Trump probably won’t receive the backlash Obama did

Back in 2007, then-presidential candidate Barack Obama said he’d meet with Mahmoud Ahmadinejad, the Iranian president at the time. Obama argued that denying a meeting wouldn’t adequately punish the leaders of adversarial countries and would allow the American president to fight for US interests. Obama’s election website even called for “tough, direct presidential diplomacy with Iran without preconditions.”

Conservatives (and some Democrats) hammered Obama over it. The criticism of Obama’s relatively open stance toward Tehran continued throughout his presidency and reached a fever pitch during debates about whether to sign a nuclear deal with Iran.

Trump, however, will likely receive different treatment. In the past two months, the president has met with both North Korean leader Kim Jong Un and Russian President Vladimir Putin — the leaders of brutal regimes, just like Rouhani. (However, Rouhani is not the real leader in Iran; that’s Supreme Leader Ali Khamenei.)

Yet each time, Trump escaped widespread condemnation from conservatives for his willingness to do so.

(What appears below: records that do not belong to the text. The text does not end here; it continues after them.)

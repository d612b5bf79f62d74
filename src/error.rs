//! # Resolution Errors
//!
//! Typed errors for `did:x509` resolution. Every stage of resolution
//! (identifier parsing, chain loading, trust anchor matching, policy
//! evaluation) fails fast with exactly one of these variants; no partial
//! document is ever produced.

use thiserror::Error;

/// Errors returned by `did:x509` resolution.
#[derive(Clone, Debug, Error, PartialEq, Eq)]
pub enum Error {
    /// The identifier does not start with `did:x509:`, or names a policy
    /// this crate does not recognize.
    #[error("unsupported did:x509 scheme: {0}")]
    UnsupportedScheme(String),

    /// The identifier version is not a supported version (only `0` is
    /// currently defined).
    #[error("unsupported did:x509 version: {0}")]
    UnsupportedVersion(String),

    /// The certificate chain input is empty.
    #[error("no certificate chain")]
    NoCertificateChain,

    /// The chain has fewer than 2 certificates, so it cannot carry a trust
    /// anchor separate from the leaf.
    #[error("certificate chain too short")]
    ChainTooShort,

    /// The fingerprint is not valid unpadded base64url, has the wrong
    /// decoded length, or names an unknown hash algorithm.
    #[error("invalid certificate fingerprint: {0}")]
    InvalidFingerprint(String),

    /// No certificate in the chain hashes to the identifier's fingerprint.
    #[error("trust anchor not found in certificate chain")]
    TrustAnchorNotFound,

    /// A `subject` policy has an odd number of arguments, names an
    /// unrecognized key, or its value does not match the leaf subject.
    #[error("invalid subject key/value: {0}")]
    InvalidSubjectField(String),

    /// A `subject` policy repeats a key, directly or via an alias (`S` and
    /// `ST` name the same attribute). Carries the canonical key.
    #[error("duplicate field: {0}")]
    DuplicateField(String),

    /// No subject alternative name of the requested type and value exists
    /// on the leaf certificate.
    #[error("SAN not found: {0}")]
    SanNotFound(String),

    /// The requested OID is not in the leaf certificate's extended key
    /// usage list.
    #[error("EKU not found: {0}")]
    EkuNotFound(String),

    /// The leaf certificate's OIDC issuer extension is absent or does not
    /// match the requested issuer.
    #[error("Fulcio issuer not found: {0}")]
    FulcioIssuerNotFound(String),

    /// The leaf certificate's public key cannot be represented as a JWK.
    #[error("invalid public key: {0}")]
    InvalidKey(String),

    /// A certificate failed to decode, or a key-document chain element did
    /// not contain exactly one PEM block. The decoder's message is
    /// preserved verbatim.
    #[error("malformed certificate chain: {0}")]
    MalformedChain(String),

    /// A resolved document failed to serialize.
    #[error("serialization error: {0}")]
    Serialization(String),
}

There’s no reason to expect that the reaction to this latest statement will be any different.

Some conservatives, however, are confused as to why this is the case.

“I’m not certain why meeting with Kim without preconditions is suddenly a grand coup when we would have gone nuts had Obama done the same,” conservative pundit Ben Shapiro said in March. Shapiro had criticized Obama back in 2009 and is now often critical of Trump.

This isn’t to say that Trump shouldn’t meet the Iranian president — it’s possible doing so would thaw the frosty relations between Washington and Tehran. But it does show that many of the foreign policy barriers placed in Obama’s way have suddenly disappeared for Trump.